### About this task
Your task is to transcribe the entries below exactly, from their first line down to the line containing "pub mod resettable;", and to stop there.

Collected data

▽

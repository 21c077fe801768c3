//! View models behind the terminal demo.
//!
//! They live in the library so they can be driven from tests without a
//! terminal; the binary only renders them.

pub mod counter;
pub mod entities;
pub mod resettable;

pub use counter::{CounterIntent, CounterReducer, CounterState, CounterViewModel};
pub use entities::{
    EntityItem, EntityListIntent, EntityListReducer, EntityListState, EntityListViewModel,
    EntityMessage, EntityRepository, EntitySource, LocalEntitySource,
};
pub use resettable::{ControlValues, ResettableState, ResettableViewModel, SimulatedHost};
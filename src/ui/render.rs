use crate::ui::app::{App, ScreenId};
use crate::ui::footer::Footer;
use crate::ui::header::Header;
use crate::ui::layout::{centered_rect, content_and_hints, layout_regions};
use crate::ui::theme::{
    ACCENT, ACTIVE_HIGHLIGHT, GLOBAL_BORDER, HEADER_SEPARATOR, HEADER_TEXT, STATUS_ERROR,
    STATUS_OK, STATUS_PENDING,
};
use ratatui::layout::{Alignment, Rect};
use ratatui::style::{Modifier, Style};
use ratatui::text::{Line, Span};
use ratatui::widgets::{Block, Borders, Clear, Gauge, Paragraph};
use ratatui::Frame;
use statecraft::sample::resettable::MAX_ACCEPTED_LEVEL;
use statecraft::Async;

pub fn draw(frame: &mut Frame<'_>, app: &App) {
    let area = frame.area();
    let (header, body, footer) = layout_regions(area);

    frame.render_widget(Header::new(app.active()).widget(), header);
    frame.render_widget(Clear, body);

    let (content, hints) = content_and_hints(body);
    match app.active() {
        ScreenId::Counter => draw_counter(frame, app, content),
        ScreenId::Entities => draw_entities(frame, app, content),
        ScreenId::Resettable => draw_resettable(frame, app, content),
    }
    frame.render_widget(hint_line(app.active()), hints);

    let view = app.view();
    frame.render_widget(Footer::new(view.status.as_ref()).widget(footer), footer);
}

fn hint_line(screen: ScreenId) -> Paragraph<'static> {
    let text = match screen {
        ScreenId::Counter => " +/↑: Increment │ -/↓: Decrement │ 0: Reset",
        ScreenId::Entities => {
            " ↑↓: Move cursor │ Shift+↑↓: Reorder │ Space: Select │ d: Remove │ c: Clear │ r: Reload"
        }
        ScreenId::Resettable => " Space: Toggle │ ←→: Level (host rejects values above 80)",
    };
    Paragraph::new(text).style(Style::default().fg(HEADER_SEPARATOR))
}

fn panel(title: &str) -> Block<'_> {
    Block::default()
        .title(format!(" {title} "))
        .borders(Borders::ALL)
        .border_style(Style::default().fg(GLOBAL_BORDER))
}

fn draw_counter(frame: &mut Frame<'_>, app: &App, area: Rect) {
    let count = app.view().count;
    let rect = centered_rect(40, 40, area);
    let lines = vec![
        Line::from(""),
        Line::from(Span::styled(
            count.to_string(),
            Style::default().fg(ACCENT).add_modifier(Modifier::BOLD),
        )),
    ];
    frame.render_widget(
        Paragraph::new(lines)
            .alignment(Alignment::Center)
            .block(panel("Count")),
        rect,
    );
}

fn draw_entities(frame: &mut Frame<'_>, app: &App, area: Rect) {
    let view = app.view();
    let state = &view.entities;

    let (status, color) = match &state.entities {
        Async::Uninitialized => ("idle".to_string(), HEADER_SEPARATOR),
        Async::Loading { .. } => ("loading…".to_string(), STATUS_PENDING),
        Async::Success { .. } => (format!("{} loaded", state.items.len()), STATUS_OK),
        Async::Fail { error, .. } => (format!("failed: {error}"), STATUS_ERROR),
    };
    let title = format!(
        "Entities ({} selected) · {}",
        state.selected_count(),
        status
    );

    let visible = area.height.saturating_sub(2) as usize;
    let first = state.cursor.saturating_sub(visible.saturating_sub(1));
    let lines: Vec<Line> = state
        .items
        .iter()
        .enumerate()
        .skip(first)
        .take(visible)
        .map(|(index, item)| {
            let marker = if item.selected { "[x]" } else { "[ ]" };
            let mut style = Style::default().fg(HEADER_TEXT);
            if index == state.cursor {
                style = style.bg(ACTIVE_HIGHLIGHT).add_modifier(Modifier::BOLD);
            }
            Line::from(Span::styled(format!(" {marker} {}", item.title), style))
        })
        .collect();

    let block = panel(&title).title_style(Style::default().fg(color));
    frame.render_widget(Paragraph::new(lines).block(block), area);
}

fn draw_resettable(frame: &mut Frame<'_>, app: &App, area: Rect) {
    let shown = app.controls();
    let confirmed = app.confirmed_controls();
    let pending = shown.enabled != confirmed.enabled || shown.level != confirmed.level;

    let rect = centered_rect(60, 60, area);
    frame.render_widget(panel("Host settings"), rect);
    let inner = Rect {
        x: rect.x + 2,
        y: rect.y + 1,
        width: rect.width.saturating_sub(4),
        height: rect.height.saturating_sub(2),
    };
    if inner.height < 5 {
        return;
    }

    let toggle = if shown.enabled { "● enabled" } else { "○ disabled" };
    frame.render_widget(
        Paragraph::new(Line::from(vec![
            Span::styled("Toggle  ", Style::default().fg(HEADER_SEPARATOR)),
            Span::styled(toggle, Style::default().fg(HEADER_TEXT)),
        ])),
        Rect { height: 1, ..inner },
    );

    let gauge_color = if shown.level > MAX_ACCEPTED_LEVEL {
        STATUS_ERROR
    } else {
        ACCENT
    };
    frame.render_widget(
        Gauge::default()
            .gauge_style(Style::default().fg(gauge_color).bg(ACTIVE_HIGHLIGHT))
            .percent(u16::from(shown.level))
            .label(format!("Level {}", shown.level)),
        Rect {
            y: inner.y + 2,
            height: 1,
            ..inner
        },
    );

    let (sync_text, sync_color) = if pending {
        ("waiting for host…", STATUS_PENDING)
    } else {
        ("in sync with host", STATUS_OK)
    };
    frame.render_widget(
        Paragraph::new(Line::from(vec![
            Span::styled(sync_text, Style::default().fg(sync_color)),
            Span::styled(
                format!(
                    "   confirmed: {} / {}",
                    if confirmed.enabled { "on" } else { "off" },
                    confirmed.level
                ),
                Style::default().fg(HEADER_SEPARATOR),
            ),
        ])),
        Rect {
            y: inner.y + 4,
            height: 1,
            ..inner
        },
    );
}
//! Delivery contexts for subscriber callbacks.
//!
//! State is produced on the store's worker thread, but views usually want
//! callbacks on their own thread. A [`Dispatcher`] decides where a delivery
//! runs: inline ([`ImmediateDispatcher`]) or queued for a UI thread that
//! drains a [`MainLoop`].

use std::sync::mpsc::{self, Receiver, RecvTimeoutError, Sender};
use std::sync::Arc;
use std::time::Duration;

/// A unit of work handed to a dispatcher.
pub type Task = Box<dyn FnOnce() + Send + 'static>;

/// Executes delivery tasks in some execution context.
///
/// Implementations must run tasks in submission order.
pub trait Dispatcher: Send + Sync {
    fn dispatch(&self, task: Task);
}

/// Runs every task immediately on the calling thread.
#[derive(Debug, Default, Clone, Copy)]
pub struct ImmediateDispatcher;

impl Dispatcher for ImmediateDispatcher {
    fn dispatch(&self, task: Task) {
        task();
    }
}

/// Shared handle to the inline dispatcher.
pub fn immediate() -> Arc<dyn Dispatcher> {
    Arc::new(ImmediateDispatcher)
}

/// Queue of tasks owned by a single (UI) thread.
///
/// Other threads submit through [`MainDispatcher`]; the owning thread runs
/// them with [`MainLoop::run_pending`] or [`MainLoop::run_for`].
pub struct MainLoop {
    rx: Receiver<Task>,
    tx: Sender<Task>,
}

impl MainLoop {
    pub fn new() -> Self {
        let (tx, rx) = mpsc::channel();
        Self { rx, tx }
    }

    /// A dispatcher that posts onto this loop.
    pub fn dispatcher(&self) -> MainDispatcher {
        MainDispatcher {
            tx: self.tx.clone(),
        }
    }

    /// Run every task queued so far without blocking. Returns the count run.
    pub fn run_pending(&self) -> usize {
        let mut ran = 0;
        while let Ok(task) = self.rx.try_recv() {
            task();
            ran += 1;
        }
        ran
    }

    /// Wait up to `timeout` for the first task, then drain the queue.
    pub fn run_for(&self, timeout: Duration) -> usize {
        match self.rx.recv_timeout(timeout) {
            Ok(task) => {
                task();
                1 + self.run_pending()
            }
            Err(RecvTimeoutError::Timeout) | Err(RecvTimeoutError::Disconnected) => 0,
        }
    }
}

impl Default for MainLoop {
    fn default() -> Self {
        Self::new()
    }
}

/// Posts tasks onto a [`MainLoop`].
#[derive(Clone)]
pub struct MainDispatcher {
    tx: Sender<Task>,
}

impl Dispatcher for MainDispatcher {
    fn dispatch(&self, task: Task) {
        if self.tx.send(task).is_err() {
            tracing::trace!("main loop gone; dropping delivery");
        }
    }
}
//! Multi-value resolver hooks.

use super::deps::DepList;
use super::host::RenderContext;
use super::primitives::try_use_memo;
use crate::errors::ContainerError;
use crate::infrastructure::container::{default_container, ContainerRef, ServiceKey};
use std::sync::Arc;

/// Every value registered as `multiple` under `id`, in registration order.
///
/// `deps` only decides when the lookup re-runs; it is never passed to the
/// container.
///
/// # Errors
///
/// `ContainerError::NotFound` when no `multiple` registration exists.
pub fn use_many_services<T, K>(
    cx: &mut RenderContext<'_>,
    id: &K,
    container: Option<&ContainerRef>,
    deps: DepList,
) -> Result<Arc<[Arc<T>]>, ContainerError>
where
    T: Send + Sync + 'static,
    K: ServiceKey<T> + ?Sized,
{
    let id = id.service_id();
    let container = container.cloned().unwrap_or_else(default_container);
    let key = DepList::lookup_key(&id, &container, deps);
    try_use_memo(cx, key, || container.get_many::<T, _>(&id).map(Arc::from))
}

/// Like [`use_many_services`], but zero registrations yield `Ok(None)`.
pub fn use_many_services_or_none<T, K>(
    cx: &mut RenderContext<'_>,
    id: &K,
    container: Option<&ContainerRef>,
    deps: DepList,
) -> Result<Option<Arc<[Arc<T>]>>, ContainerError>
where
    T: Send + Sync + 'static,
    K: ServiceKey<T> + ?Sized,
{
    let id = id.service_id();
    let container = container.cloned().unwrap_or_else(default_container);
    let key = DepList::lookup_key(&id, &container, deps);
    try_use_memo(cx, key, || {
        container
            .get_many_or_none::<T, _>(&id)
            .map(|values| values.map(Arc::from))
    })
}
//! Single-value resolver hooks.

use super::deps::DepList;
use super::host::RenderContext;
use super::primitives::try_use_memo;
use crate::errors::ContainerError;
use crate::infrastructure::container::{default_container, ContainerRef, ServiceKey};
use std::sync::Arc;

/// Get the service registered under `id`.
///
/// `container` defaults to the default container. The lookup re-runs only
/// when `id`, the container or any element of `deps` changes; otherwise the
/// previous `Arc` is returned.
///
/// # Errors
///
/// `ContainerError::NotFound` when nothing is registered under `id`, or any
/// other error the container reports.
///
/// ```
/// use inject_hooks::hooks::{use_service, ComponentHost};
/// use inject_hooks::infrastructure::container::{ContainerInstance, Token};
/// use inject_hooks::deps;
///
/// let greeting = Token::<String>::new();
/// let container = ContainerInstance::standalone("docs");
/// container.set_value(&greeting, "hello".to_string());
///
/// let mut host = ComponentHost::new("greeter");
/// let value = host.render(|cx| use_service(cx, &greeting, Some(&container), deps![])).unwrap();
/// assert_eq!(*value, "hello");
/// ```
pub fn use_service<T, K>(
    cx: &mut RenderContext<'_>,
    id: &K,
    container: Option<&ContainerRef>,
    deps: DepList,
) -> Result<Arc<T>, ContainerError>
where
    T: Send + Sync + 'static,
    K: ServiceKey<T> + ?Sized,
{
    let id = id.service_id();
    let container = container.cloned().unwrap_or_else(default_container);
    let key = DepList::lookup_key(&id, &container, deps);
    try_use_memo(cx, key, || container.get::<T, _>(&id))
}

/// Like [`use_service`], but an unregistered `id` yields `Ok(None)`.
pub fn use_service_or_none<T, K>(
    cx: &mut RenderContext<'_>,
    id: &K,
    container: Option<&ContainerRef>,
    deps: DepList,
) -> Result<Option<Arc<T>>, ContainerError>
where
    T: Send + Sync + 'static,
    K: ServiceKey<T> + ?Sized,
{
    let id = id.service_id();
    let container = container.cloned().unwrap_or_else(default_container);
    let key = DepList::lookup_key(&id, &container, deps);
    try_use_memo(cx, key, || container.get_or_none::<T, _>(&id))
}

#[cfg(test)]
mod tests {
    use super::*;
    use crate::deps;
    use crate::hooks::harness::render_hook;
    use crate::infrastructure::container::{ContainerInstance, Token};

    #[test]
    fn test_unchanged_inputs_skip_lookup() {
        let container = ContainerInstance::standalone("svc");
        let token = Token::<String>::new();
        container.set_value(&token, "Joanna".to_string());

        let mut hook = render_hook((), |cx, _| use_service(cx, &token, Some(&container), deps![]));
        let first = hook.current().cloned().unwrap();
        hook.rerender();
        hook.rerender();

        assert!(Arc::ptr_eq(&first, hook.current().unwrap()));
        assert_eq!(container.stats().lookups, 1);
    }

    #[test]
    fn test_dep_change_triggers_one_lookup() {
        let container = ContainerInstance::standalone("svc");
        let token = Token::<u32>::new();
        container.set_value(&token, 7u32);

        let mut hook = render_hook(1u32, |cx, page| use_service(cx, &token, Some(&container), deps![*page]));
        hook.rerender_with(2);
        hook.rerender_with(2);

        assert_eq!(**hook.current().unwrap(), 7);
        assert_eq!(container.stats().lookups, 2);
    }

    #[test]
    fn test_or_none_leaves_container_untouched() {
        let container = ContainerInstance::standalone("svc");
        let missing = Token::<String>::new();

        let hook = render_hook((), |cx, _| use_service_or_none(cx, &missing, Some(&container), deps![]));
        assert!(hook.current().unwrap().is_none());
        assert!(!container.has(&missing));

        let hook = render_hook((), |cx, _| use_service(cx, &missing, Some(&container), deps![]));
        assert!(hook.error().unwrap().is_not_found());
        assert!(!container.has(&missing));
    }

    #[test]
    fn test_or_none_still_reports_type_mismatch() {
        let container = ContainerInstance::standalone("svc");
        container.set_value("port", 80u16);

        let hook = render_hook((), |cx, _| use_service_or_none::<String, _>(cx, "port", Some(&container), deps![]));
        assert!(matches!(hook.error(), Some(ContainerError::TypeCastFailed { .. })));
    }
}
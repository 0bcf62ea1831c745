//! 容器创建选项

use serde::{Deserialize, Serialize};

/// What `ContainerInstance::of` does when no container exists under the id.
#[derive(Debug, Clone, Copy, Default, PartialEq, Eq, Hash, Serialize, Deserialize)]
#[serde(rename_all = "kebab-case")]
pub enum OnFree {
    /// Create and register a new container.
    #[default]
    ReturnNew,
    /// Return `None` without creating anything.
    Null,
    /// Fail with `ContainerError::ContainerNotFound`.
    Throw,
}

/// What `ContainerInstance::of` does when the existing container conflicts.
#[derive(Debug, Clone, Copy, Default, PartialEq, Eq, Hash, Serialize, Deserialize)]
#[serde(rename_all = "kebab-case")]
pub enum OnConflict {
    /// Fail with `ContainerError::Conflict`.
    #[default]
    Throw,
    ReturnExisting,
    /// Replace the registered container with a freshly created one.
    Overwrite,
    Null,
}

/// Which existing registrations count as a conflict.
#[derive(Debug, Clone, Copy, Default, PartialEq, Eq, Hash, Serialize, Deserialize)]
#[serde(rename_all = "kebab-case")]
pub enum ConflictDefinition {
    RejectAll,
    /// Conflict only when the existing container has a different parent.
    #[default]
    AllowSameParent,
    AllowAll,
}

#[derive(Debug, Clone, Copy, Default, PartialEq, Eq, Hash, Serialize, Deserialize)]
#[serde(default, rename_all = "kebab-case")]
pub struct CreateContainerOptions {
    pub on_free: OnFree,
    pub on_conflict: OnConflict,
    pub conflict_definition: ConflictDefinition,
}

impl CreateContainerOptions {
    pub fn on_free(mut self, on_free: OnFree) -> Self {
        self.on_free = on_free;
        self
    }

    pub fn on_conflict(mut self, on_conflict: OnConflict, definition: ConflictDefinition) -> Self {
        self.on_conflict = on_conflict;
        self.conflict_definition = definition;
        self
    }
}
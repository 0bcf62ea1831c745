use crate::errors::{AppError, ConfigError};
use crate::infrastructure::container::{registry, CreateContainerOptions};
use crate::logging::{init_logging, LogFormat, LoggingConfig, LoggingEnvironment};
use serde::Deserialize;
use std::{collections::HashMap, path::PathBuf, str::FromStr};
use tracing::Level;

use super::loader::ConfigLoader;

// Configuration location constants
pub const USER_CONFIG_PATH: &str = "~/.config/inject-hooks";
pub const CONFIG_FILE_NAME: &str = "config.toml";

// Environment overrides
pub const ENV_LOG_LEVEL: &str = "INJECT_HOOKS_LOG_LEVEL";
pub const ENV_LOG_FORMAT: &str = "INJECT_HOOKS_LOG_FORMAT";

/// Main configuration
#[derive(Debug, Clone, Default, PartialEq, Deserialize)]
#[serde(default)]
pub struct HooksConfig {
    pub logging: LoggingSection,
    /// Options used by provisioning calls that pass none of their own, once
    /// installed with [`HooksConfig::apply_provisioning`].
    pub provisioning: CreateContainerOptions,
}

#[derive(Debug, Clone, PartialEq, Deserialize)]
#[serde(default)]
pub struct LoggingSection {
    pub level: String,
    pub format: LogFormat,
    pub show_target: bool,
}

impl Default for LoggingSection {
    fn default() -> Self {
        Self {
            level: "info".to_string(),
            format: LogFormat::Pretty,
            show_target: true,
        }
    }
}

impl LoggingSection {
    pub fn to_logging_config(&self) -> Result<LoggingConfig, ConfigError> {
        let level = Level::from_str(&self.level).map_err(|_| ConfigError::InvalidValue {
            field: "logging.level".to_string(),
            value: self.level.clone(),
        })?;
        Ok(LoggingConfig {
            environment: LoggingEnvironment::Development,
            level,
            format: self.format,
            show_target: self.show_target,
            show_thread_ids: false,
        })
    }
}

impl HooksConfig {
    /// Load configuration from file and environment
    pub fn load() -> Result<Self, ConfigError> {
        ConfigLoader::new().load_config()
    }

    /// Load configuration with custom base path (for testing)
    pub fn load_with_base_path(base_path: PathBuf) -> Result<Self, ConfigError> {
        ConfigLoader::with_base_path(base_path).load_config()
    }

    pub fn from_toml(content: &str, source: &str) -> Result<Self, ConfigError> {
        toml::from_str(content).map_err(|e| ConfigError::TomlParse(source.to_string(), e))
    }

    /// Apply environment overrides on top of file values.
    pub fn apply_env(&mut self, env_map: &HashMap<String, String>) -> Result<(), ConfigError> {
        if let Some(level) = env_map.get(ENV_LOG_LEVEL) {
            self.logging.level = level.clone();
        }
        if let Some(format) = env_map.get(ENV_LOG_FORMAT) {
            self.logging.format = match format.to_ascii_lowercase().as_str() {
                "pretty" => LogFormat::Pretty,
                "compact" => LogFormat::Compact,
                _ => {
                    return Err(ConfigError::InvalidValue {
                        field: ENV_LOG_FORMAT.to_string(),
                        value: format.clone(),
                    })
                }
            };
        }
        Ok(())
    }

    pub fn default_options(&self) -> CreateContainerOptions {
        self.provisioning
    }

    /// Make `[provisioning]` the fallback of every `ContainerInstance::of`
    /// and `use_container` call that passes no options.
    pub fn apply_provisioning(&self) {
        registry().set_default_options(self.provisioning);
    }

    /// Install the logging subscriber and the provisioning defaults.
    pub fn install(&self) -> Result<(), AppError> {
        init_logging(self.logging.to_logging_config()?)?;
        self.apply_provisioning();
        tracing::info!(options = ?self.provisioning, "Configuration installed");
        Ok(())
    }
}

△

### Response
repository 21c077fe801768c3
//! View models behind the terminal demo.
//!
//! They live in the library so they can be driven from tests without a
//! terminal; the binary only renders them.

pub mod counter;
pub mod entities;
pub mod resettable;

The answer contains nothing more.